Der Clan der Harmonikas [3]: Die Englischen Concertinas
Güno van Leyen zeigt uns seine Englischen Concertinas
Im dritten Teil seiner Reihe „Clan der Harmonikas“ erfährt unser Autor Peter M. Haas von Musiker Güno van Leyen Genaueres über die Englischen Concertinas, was ihre Besonderheiten sind und wie sie gespielt werden.

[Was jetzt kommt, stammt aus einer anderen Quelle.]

// Ingest -> resolve -> render, the way a generation step drives the library

#[cfg(test)]
mod tests {
    use pin_resolver::pins::{extract_define_mappings, extract_prompt_mappings, parse_connections};
    use pin_resolver::render::{connection_table, pins_header};
    use pin_resolver::*;

    const GENERATED: &str = r#"{
        "connections": [
            {"component": "L298N", "pins": [
                {"mcu_pin": "GPIO19", "component_pin": "ENA", "type": "PWM"},
                {"mcu_pin": "GPIO21", "component_pin": "IN1", "type": "GPIO"},
                {"mcu_pin": "GPIO21", "component_pin": "IN2", "type": "GPIO"}
            ], "notes": "motor driver"},
            {"component": "Light Sensor", "pins": [
                {"mcu_pin": "A0", "component_pin": "AO", "type": "ADC"}
            ]},
            {"component": "Buzzer", "pins": [
                {"mcu_pin": "BUILTIN", "type": "GPIO"}
            ]}
        ]
    }"#;

    #[test]
    fn test_generated_connections_resolve() {
        let catalog = BoardCatalog::builtin().unwrap();
        let connections = parse_connections(GENERATED).unwrap();
        let (set, ingest_issues) =
            PinAssignmentSet::from_connections(catalog.lookup_or_generic("ESP32 DevKit"), &connections);

        assert_eq!(set.board().key(), "esp32");
        assert_eq!(set.len(), 4);
        assert_eq!(ingest_issues.len(), 1);
        assert_eq!(ingest_issues[0].subject_component, "Buzzer");
        assert_eq!(ingest_issues[0].kind, IssueKind::InvalidPin);
        assert_eq!(ingest_issues[0].severity, Severity::Warning);

        let resolution = resolve(set);
        assert!(resolution.is_ready());
        let pins: Vec<PinId> = resolution.set.bindings().iter().map(|b| b.pin).collect();
        // IN1/IN2 collide on 21 and pin 0 has no ADC, so all three are
        // rescanned from the lowest free pin.
        assert_eq!(pins, vec![19, 2, 3, 32]);

        let header = pins_header(&resolution.set);
        assert!(header.contains("#define L298N_PWM_PIN 19"));
        assert!(header.contains("#define L298N_IN1_GPIO_PIN 2"));
        assert!(header.contains("#define L298N_IN2_GPIO_PIN 3"));
        assert!(header.contains("#define LIGHT_SENSOR_ADC_PIN 32"));

        let table = connection_table(&resolution.set);
        assert!(table.contains("   MCU Pin 3 → L298N IN2 (GPIO)"));
        assert!(table.contains("   Note: motor driver"));
        assert!(table.ends_with("Total: 2 connections"));
    }

    #[test]
    fn test_prompt_mappings_are_checked_and_repaired() {
        let catalog = BoardCatalog::builtin().unwrap();
        let prompt = "Use my nano.\nLED - 13\nButton: 13\nPot = 22\n";
        let connections = extract_prompt_mappings(prompt);
        let (set, issues) = PinAssignmentSet::from_connections(catalog.lookup_or_generic("nano"), &connections);
        assert!(issues.is_empty());
        assert!(set.bindings().iter().all(|b| b.source_note == "from user prompt"));

        let resolution = resolve(set);
        let pins: Vec<PinId> = resolution.set.bindings().iter().map(|b| b.pin).collect();
        assert_eq!(pins, vec![2, 3, 4]);
        assert_eq!(resolution.fixes().count(), 3);
        assert!(resolution.is_ready());
    }

    #[test]
    fn test_define_mappings_feed_diagnostics() {
        let catalog = BoardCatalog::builtin().unwrap();
        let code = "#define LED_PIN 2\n#define SERVO_PIN 6\nconst int MOTOR_PIN = 60;\n";
        let connections = extract_define_mappings(code);
        let (set, _) = PinAssignmentSet::from_connections(catalog.lookup_or_generic("esp32"), &connections);

        let resolution = resolve(set);
        let diagnostics = Diagnostics::from(&resolution);
        assert!(diagnostics.ready);
        assert_eq!(diagnostics.pins["MOTOR_GPIO_PIN"], 3);
        assert_eq!(diagnostics.pins["SERVO_GPIO_PIN"], 6);
        assert!(
            diagnostics
                .issues
                .iter()
                .any(|i| i.kind == IssueKind::ReservedPin && i.subject_component == "SERVO")
        );
        assert!(diagnostics.usage.outstanding_conflicts.is_empty());

        let json: serde_json::Value = serde_json::from_str(&diagnostics.to_json().unwrap()).unwrap();
        assert_eq!(json["board"], "esp32");
        assert_eq!(json["bindings"][2]["source_note"], "from code const MOTOR_PIN");
    }

    #[test]
    fn test_allocated_peripherals_resolve_cleanly() {
        let catalog = BoardCatalog::builtin().unwrap();
        let mut allocator = PinAllocator::new(PinAssignmentSet::new(catalog.lookup_or_generic("stm32")));
        for (name, kind) in [
            ("OLED", PeripheralKind::I2c),
            ("Card", PeripheralKind::Spi),
            ("Fan", PeripheralKind::Servo),
            ("Probe", PeripheralKind::AnalogSensor),
            ("Status", PeripheralKind::Led),
        ] {
            assert!(allocator.allocate(name, kind).is_some(), "{name}");
        }
        let set = allocator.into_set();
        assert!(validate(&set).is_empty());
        let resolution = resolve(set.clone());
        assert_eq!(resolution.set, set);
    }
}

Text: Peter M. Haas Fotos und Grafik: Peter M. Haas, Güno van Leyen
Die meisten Akkordeonspieler schauen nur selten über den Horizont des eigenen Instrumentes hinaus. Das ist schade, denn das Akkordeon hat eine reichhaltige, bunte und interessante Verwandtschaft. Dass es die chromatischen Akkordeons, wie wir sie spielen, sowohl als Tasteninstrumente als auch als Knopfinstrumente gibt, hat sich ja inzwischen sicher herumgesprochen. Aber bereits die diatonischen Knopfakkordeons sind für die meisten von uns unvertraute Exoten, die wir in bayerischen Bierzelten und Schweizer Rückzugsbiotopen verortet glauben. Mir hat es großen Spaß gemacht, mich im Beitrag für das letzte Heft des akkordeon magazins von Jan Budweis eines Besseren belehren zu lassen, der uns zeigte, wie zeitgemäß und sogar jazznah sich dieses Instrument einsetzen lässt!

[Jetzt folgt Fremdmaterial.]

//! Conflict repair engine.
//!
//! Takes a set with validation problems and moves only the offending
//! bindings to the lowest free pin with the capability they need. Bindings
//! without a Critical issue are frozen: their pins never change and are
//! never handed to another binding.

use crate::board::PinId;
use crate::pins::PinAssignmentSet;
use crate::validate::{
    critical_bindings, has_critical, validate, IssueKind, Severity, ValidationIssue,
};
use std::collections::BTreeSet;

/// Outcome of [`resolve`]: the (possibly repaired) set and the issues that
/// describe it.
///
/// Issue order is: unresolved Critical issues (as originally reported),
/// one Warning per auto-fixed binding, then the Warnings that still apply
/// to the final pins. A Critical raised by the re-check that is not already
/// listed is appended last.
#[derive(Debug, Clone, PartialEq)]
pub struct Resolution {
    pub set: PinAssignmentSet,
    pub issues: Vec<ValidationIssue>,
}

impl Resolution {
    /// No Critical issue is left.
    pub fn is_ready(&self) -> bool {
        !has_critical(&self.issues)
    }

    pub fn unresolved(&self) -> impl Iterator<Item = &ValidationIssue> {
        self.issues.iter().filter(|issue| issue.is_critical())
    }

    /// Warnings recording a pin the engine moved.
    pub fn fixes(&self) -> impl Iterator<Item = &ValidationIssue> {
        self.issues
            .iter()
            .filter(|issue| !issue.is_critical() && issue.suggested_pin.is_some())
    }

    pub fn into_parts(self) -> (PinAssignmentSet, Vec<ValidationIssue>) {
        (self.set, self.issues)
    }
}

/// Validate `set` and repair what can be repaired.
///
/// Never fails: when no pin of the needed capability is free the binding
/// keeps its pin and its Critical issue is returned unchanged. Repairs are
/// planned before any pin moves: a binding found to be unrepairable holds
/// its current pin and the plan is redrawn around it, so no repair ever
/// lands on a pin that an unresolved binding keeps. The plan is then
/// applied in one pass and the set is validated once more.
pub fn resolve(mut set: PinAssignmentSet) -> Resolution {
    let initial = validate(&set);
    if !has_critical(&initial) {
        return Resolution { set, issues: initial };
    }

    let critical = critical_bindings(&initial);
    let mut held = BTreeSet::new();
    let plan = loop {
        let plan = plan_repairs(&set, &critical, &held);
        if plan.unresolved.is_subset(&held) {
            break plan;
        }
        held.extend(plan.unresolved.iter().copied());
    };

    let mut fixes = Vec::new();
    for &(index, pin) in &plan.moves {
        let binding = set.bindings()[index].clone();
        tracing::info!(
            "Auto-fix: {} {} → pin {} ({}), was pin {}",
            binding.component_name,
            binding.signal,
            pin,
            binding.role,
            binding.pin
        );
        set.reassign(index, pin);
        fixes.push(ValidationIssue {
            kind: primary_kind(&initial, index),
            severity: Severity::Warning,
            subject_component: binding.component_name.clone(),
            message: format!(
                "Auto-fixed: moved {} from pin {} to pin {} ({})",
                binding.component_name, binding.pin, pin, binding.role
            ),
            suggested_pin: Some(pin),
            bindings: vec![index],
        });
    }
    for &index in &plan.unresolved {
        let binding = &set.bindings()[index];
        tracing::warn!(
            "No free {} pin left for {}; leaving it on pin {}",
            binding.role,
            binding.component_name,
            binding.pin
        );
    }

    let after = validate(&set);
    let mut issues: Vec<ValidationIssue> = initial
        .iter()
        .filter(|issue| {
            issue.is_critical() && issue.bindings.iter().any(|b| plan.unresolved.contains(b))
        })
        .cloned()
        .collect();
    issues.extend(fixes);
    issues.extend(after.iter().filter(|issue| !issue.is_critical()).cloned());
    for issue in after.iter().filter(|issue| issue.is_critical()) {
        if !issues.contains(issue) {
            tracing::warn!("Repair left an unexpected conflict: {}", issue);
            issues.push(issue.clone());
        }
    }

    tracing::info!(
        "Resolved {} bindings on {}: {} moved, {} unresolved",
        set.len(),
        set.board().key(),
        plan.moves.len(),
        plan.unresolved.len()
    );

    Resolution { set, issues }
}

/// Pins chosen for the Critical bindings, before any of them is applied.
#[derive(Debug)]
struct RepairPlan {
    /// Binding index and its new pin, in ascending index order.
    moves: Vec<(usize, PinId)>,
    unresolved: BTreeSet<usize>,
}

/// Walk the Critical bindings in index order and pick the lowest free
/// candidate for each. Frozen pins and the pins of `held` bindings are
/// taken from the start; `held` bindings are not repaired.
fn plan_repairs(
    set: &PinAssignmentSet,
    critical: &BTreeSet<usize>,
    held: &BTreeSet<usize>,
) -> RepairPlan {
    let board = set.board();
    let mut used_pins: BTreeSet<PinId> = set
        .bindings()
        .iter()
        .enumerate()
        .filter(|(index, binding)| {
            !critical.contains(index) || (held.contains(index) && board.is_available(binding.pin))
        })
        .map(|(_, binding)| binding.pin)
        .collect();

    let mut moves = Vec::new();
    let mut unresolved = held.clone();
    for &index in critical.iter().filter(|index| !held.contains(*index)) {
        let binding = &set.bindings()[index];
        let candidate = board
            .repair_candidates(binding.role)
            .into_iter()
            .find(|pin| !used_pins.contains(pin));
        match candidate {
            Some(pin) => {
                used_pins.insert(pin);
                if pin != binding.pin {
                    moves.push((index, pin));
                }
            }
            None => {
                if board.is_available(binding.pin) {
                    used_pins.insert(binding.pin);
                }
                unresolved.insert(index);
            }
        }
    }
    RepairPlan { moves, unresolved }
}

/// Kind recorded on an auto-fix: the binding's first Critical issue in
/// validator order.
fn primary_kind(issues: &[ValidationIssue], index: usize) -> IssueKind {
    issues
        .iter()
        .find(|issue| issue.is_critical() && issue.involves(index))
        .map(|issue| issue.kind)
        .unwrap_or(IssueKind::DuplicatePin)
}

Doch es gibt ja noch viel mehr Verwandte in der Familie der Handharmonikas. Zum Beispiel sind da diese kleinen, sechseckigen Dinger, die oft in Clowns- und Harlekindarstellungen zu sehen sind. „Sind das auch Akkordeons?“, wurde ich schon oft gefragt. Nein, Akkordeon nennt man diese niedlich wirkenden Musikinstrumente nicht. Es sind sogenannte Konzertinas, beziehungsweise Concertinas, da ihre prominentesten Vertreter aus dem englischen Sprachraum stammen. 1829 wurde die Englische Concertina vom Instrumentenbauer Charles Wheatstone zum Patent angemeldet. Etwa zur gleichen Zeit übrigens ließ der Musiker Carl Friederich Uhlig in Sachsen seine Konzertina patentieren, ein Instrument mit rechteckigem Korpus, das auf dem Schoß liegend gespielt wird und aus dem in der Folge das Bandoneon entwickelt wurde. Es sind also zwei grundverschiedene Musikinstrumente, selbst wenn der Name eine Übereinstimmung nahezulegen scheint.

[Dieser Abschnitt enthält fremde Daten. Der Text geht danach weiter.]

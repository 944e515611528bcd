//! Board-aware pin resolution.
//!
//! Takes loosely specified `{component -> pin}` claims from an upstream
//! generator, checks them against a board's capability profile and repairs
//! what it can, returning the corrected set together with typed diagnostics.
//!
//! ```no_run
//! use pin_resolver::{resolve, BoardCatalog, ComponentBinding, PinAssignmentSet, PinRole};
//!
//! let catalog = BoardCatalog::builtin()?;
//! let mut set = PinAssignmentSet::new(catalog.lookup_or_generic("esp32"));
//! set.push(ComponentBinding::new("LED", 2, PinRole::Gpio));
//! set.push(ComponentBinding::new("Servo", 2, PinRole::Pwm));
//!
//! let resolution = resolve(set);
//! assert!(resolution.is_ready());
//! # Ok::<(), pin_resolver::CatalogError>(())
//! ```

pub mod allocator;
pub mod board;
pub mod config;
pub mod pins;
pub mod render;
pub mod report;
pub mod resolve;
pub mod validate;

pub use allocator::{PeripheralKind, PinAllocator};
pub use board::{BoardCatalog, BoardProfile, BusRole, CatalogError, PinId, PinRole};
pub use pins::{ComponentBinding, PinAssignmentSet, RawConnection, RawPin};
pub use render::Diagnostics;
pub use report::{report, UsageSummary};
pub use resolve::{resolve, Resolution};
pub use validate::{validate, IssueKind, Severity, ValidationIssue};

Zu Besuch bei Güno van Leyen
Um mehr zu erfahren, besuchte ich den Berliner Musiker Güno van Leyen. Standesgemäß wohnt er im Berliner Bezirk Steglitz. In seinen SMS-Nachrichten sendet er mir stets Grüße aus St. Eglitz, und tatsächlich ist das Wohnviertel um die Markelstraße ein Bezirk mit prächtigen Bürgerhäusern zwischen Gründerzeit und beginnendem Jugendstil, einer Kurhausarchitektur gar nicht so unähnlich. Wenige Hausnummern weiter befindet sich die Musikkneipe Celtic Cottage, noch aus Westberliner Zeiten der eingebürgerte Treffpunkt der irischen Folkloreszene. Um mich zu begrüßen, hat Güno einen ganzen Tisch mit unterschiedlichen Harmonikas vorbereitet – es sind eine deutsche Konzertina und eine Melodika dabei. Güno war immer Multiinstrumentalist, auch wenn jetzt die Englische Concertina sein Favorit ist. Begonnen hat sein Musikerleben, als er – mit Gitarre, Banjo und Mandoline – im Duo irische Musik spielte und dann erstmals Dave sah, einen englischen Soldaten, wie er eine Ballade auf einer Concertina begleitete. Da fiel die Entscheidung: dieses Musikinstrument wollte Güno spielen.
Die Geschichte, wie er zur Concertina kam, hat Güno im akkordeon magazin schon vor einigen Jahren erzählt. (Schaut und lest nach im akkordeon magazin #63, Heft 4 / 2018 ) Güno steckt voller Anekdoten. Was bei anderen Gesprächspartnern eine reine Auflistung von Fakten wäre, verwandelt sich bei ihm sofort zur nächsten, bildhaft vorgetragenen Erzählung.